▶ _AVAILABLE RECORDS_:
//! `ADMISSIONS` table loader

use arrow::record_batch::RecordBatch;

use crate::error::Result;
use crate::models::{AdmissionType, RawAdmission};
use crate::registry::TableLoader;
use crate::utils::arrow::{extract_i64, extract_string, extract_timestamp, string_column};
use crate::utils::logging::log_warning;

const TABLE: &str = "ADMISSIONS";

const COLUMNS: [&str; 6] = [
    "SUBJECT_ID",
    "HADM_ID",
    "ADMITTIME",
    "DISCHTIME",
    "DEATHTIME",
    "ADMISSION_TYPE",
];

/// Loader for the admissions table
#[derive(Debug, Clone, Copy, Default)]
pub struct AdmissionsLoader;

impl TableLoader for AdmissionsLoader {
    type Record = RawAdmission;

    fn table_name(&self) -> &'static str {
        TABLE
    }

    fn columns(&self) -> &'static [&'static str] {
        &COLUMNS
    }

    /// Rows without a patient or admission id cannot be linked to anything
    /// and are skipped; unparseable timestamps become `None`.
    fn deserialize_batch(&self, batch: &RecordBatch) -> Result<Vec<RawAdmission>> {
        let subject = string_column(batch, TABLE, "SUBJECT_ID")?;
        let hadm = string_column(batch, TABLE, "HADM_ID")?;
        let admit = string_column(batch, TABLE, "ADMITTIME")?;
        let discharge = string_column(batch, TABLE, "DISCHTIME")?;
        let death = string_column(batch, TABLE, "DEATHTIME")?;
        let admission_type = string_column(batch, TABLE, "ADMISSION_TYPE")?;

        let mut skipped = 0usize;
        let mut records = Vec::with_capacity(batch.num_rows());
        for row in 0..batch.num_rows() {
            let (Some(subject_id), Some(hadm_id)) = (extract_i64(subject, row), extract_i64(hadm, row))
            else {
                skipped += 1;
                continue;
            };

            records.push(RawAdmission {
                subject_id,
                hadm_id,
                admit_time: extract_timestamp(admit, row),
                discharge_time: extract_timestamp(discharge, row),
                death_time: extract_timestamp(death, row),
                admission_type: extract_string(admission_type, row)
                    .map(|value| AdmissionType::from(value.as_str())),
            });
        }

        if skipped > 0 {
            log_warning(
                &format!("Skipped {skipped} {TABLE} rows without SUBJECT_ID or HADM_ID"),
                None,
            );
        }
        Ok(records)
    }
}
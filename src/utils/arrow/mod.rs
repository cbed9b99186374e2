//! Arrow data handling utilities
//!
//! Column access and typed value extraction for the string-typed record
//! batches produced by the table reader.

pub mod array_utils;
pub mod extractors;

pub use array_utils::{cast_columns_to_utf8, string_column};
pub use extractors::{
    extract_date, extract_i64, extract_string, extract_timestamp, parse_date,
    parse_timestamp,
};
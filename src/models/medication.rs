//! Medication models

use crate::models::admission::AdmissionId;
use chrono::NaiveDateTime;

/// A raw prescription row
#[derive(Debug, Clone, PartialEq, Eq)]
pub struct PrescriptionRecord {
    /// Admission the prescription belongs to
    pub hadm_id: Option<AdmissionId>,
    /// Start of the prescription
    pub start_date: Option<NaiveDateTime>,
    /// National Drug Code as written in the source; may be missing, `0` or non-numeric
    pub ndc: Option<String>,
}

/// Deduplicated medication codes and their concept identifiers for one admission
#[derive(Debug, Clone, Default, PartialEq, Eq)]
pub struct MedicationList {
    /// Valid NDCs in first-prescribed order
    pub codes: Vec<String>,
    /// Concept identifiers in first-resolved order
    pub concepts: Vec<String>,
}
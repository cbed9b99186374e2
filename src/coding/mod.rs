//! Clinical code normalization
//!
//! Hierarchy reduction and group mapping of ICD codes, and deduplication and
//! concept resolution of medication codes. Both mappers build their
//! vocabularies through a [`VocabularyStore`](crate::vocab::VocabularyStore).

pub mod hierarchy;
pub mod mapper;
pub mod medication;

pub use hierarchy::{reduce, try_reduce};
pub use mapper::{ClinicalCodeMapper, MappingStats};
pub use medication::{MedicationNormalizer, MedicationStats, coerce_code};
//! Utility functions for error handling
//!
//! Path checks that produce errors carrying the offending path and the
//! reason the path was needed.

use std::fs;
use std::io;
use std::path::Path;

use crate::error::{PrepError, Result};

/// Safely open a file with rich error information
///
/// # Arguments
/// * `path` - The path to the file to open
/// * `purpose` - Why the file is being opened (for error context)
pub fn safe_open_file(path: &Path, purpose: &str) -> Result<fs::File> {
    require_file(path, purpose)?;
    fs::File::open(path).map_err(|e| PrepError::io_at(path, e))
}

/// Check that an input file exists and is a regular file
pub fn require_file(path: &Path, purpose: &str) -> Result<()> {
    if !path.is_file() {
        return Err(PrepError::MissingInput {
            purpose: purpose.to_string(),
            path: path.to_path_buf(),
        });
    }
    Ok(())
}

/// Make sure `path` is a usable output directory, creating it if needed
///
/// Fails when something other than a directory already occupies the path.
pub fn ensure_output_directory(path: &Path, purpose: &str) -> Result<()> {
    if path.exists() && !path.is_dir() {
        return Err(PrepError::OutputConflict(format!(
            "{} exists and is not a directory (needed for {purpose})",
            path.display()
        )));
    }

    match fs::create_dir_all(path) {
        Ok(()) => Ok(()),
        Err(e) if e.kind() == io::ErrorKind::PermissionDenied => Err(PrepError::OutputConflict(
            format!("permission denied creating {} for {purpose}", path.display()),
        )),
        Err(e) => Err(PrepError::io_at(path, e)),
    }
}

▶ _WHAT THE TASK REQUIRES_:
Which of the lines above mention the word "first"? Pull those lines out.

▶ _OUTPUT_:
    /// Valid NDCs in first-prescribed order
    /// Concept identifiers in first-resolved order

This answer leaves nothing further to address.